Nilotinib hydrochloride monohydrate might be of potential significant benefit for the treatment of malignant GIST, mainly because it could act in a different way to currently authorised product, and might thus improve the long-term outcome of the patients. This assumption will have to be confirmed at the time of marketing authorisation. This will be necessary to maintain the orphan status.

What is the estimated number of patients affected by the condition*?

Based on the information provided by the sponsor and previous knowledge of the Committee, GIST was considered to affect approximately 2 in 10,000 persons in the European Union, which, at the time of designation, corresponded to about 100,000 persons in the European Union.

*Disclaimer: For the purpose of the designation, the number of patients affected by the condition is estimated and assessed based on data from the European Union (EU 25), Norway, Iceland and Lichtenstein. This represents a population of 459,700,000 (Eurostat 2004). This estimate is based on available information and calculations presented by the sponsor at the time of the application.

How is this medicinal product expected to act?

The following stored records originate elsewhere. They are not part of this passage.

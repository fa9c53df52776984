//! # Component Model
//!
//! A component is a positioned, typed visual element on a slide. Everything
//! beyond identity and type lives in an open property bag so that widgets the
//! engine knows nothing about (charts, rich text) can carry their own data.
//!
//! Geometry is stored in the bag under well-known keys:
//!
//! ```text
//! position: { x, y }   width   height   zIndex   children: [id, ...]
//! ```

use serde::{Deserialize, Serialize};
use serde_json::{json, Map, Value};

use crate::geometry::{Point, Rect};

/// Open key → value property bag
pub type Props = Map<String, Value>;

/// Build a property bag from a JSON object literal; anything else yields an
/// empty bag.
pub fn props(value: Value) -> Props {
    match value {
        Value::Object(map) => map,
        _ => Props::new(),
    }
}

/// Component type tag. Unknown tags survive a round trip through `Other`.
#[derive(Debug, Clone, PartialEq, Eq, Hash, Serialize, Deserialize)]
#[serde(from = "String", into = "String")]
pub enum ComponentType {
    Shape,
    Text,
    Chart,
    Image,
    Table,
    Video,
    Group,
    Background,
    Other(String),
}

impl ComponentType {
    pub fn as_str(&self) -> &str {
        match self {
            ComponentType::Shape => "shape",
            ComponentType::Text => "text",
            ComponentType::Chart => "chart",
            ComponentType::Image => "image",
            ComponentType::Table => "table",
            ComponentType::Video => "video",
            ComponentType::Group => "group",
            ComponentType::Background => "background",
            ComponentType::Other(tag) => tag,
        }
    }
}

impl From<String> for ComponentType {
    fn from(tag: String) -> Self {
        match tag.as_str() {
            "shape" => ComponentType::Shape,
            "text" => ComponentType::Text,
            "chart" => ComponentType::Chart,
            "image" => ComponentType::Image,
            "table" => ComponentType::Table,
            "video" => ComponentType::Video,
            "group" => ComponentType::Group,
            "background" => ComponentType::Background,
            _ => ComponentType::Other(tag),
        }
    }
}

impl From<&str> for ComponentType {
    fn from(tag: &str) -> Self {
        ComponentType::from(tag.to_string())
    }
}

impl From<ComponentType> for String {
    fn from(kind: ComponentType) -> Self {
        kind.as_str().to_string()
    }
}

impl std::fmt::Display for ComponentType {
    fn fmt(&self, f: &mut std::fmt::Formatter<'_>) -> std::fmt::Result {
        f.write_str(self.as_str())
    }
}

/// Derived and transient flags
#[derive(Debug, Clone, Copy, Default, PartialEq, Eq, Serialize, Deserialize)]
#[serde(rename_all = "camelCase")]
pub struct ComponentFlags {
    /// Slide background role
    #[serde(default)]
    pub background: bool,

    /// Set while an entrance/exit animation is playing
    #[serde(default)]
    pub animating: bool,
}

impl ComponentFlags {
    pub fn is_empty(&self) -> bool {
        !self.background && !self.animating
    }
}

/// A positioned, typed visual element
#[derive(Debug, Clone, PartialEq, Serialize, Deserialize)]
#[serde(rename_all = "camelCase")]
pub struct Component {
    /// Stable identifier, unique within a slide
    pub id: String,

    /// Type tag (never changes after creation)
    #[serde(rename = "type")]
    pub kind: ComponentType,

    #[serde(default)]
    pub props: Props,

    /// Owning group, if any. Non-owning: removing the group detaches.
    #[serde(default, skip_serializing_if = "Option::is_none")]
    pub parent_id: Option<String>,

    #[serde(default, skip_serializing_if = "ComponentFlags::is_empty")]
    pub flags: ComponentFlags,
}

impl Component {
    pub fn new(id: impl Into<String>, kind: ComponentType) -> Self {
        Self {
            id: id.into(),
            kind,
            props: Props::new(),
            parent_id: None,
            flags: ComponentFlags::default(),
        }
    }

    /// Replace the property bag
    pub fn with_props(mut self, props: Props) -> Self {
        self.props = props;
        self
    }

    /// Set a single property
    pub fn with_prop(mut self, key: impl Into<String>, value: Value) -> Self {
        self.props.insert(key.into(), value);
        self
    }

    /// Set position and size in one go
    pub fn with_rect(mut self, rect: Rect) -> Self {
        self.set_rect(rect);
        self
    }

    pub fn with_parent(mut self, parent_id: impl Into<String>) -> Self {
        self.parent_id = Some(parent_id.into());
        self
    }

    /// Background components are protected from deletion
    pub fn is_background(&self) -> bool {
        self.kind == ComponentType::Background
            || self.flags.background
            || self.id.to_lowercase().contains("background")
    }

    pub fn is_group(&self) -> bool {
        self.kind == ComponentType::Group
    }

    /// Chart-like components, including vendor tags such as `bar-chart`
    pub fn is_chart(&self) -> bool {
        match &self.kind {
            ComponentType::Chart => true,
            ComponentType::Other(tag) => tag.to_lowercase().contains("chart"),
            _ => false,
        }
    }

    pub fn position(&self) -> Point {
        let pos = self.props.get("position");
        Point {
            x: pos.and_then(|p| p.get("x")).and_then(Value::as_f64).unwrap_or(0.0),
            y: pos.and_then(|p| p.get("y")).and_then(Value::as_f64).unwrap_or(0.0),
        }
    }

    pub fn set_position(&mut self, point: Point) {
        self.props
            .insert("position".to_string(), json!({ "x": point.x, "y": point.y }));
    }

    pub fn width(&self) -> f64 {
        self.props.get("width").and_then(Value::as_f64).unwrap_or(0.0)
    }

    pub fn height(&self) -> f64 {
        self.props.get("height").and_then(Value::as_f64).unwrap_or(0.0)
    }

    pub fn rect(&self) -> Rect {
        let Point { x, y } = self.position();
        Rect::new(x, y, self.width(), self.height())
    }

    pub fn set_rect(&mut self, rect: Rect) {
        self.set_position(rect.origin());
        self.props.insert("width".to_string(), json!(rect.width));
        self.props.insert("height".to_string(), json!(rect.height));
    }

    /// Stacking order, when one has been assigned
    pub fn z_index(&self) -> Option<i64> {
        match self.props.get("zIndex")? {
            Value::Number(n) => n.as_i64().or_else(|| n.as_f64().map(|f| f as i64)),
            _ => None,
        }
    }

    /// Member ids of a group (empty for everything else)
    pub fn children(&self) -> Vec<String> {
        self.props
            .get("children")
            .and_then(Value::as_array)
            .map(|ids| {
                ids.iter()
                    .filter_map(Value::as_str)
                    .map(str::to_string)
                    .collect()
            })
            .unwrap_or_default()
    }

    pub fn set_children(&mut self, ids: &[String]) {
        self.props.insert("children".to_string(), json!(ids));
    }

    /// Number of data rows for table components
    pub fn table_row_count(&self) -> usize {
        ["data", "rows"]
            .iter()
            .find_map(|key| self.props.get(*key).and_then(Value::as_array))
            .map(Vec::len)
            .unwrap_or(0)
    }
}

Enzymes are proteins produced by the human body that speed up the transformation of certain substances into other substances. Nilotinib blocks (inhibits) a certain class of enzymes called tyrosine kinases. These enzymes play role in a cascade of molecular reactions that bring a certain signal from outside the cell into the cell thereby controlling the growth of cells. In chronic myeloid leukaemia, the function of these enzymes is disturbed causing uncontrolled growth and multiplication of the cancer cells. Nilotinib might, by inhibition of one or more of these enzymes activity help slowing down or stopping the further growth of the cancer cells.

What is the stage of development of this medicinal product?

The effects of nilotinib gastrointestinal stromal tumours were evaluated in experimental models.

At the time of submission of the application for orphan designation, clinical trials in patients with gastrointestinal stromal tumours were ongoing.

Nilotinib hydrochloride monohydrate was not authorised anywhere worldwide for chronic myeloid leukaemia or designated as orphan medicinal product elsewhere for this condition, at the time of submission.

According to Regulation (EC) No 141/2000 of 16 December 1999, the Committee for Orphan Medicinal Products (COMP) adopted on 8 March 2007 a positive opinion recommending the grant of the above-mentioned designation.

Opinions on orphan medicinal products designations are based on the following cumulative criteria:

• the seriousness of the condition, 
• the existence or not of alternative methods of diagnosis, prevention or treatment and 
• either the rarity of the condition (considered to affect not more than five in ten thousand persons in the Community) or the insufficient return of development investments.

Designated orphan medicinal products are still investigational products which were considered for designation on the basis of potential activity. An orphan designation is not a marketing authorisation. As a consequence, demonstration of the quality, safety and efficacy will be necessary before this product can be granted a marketing authorisation.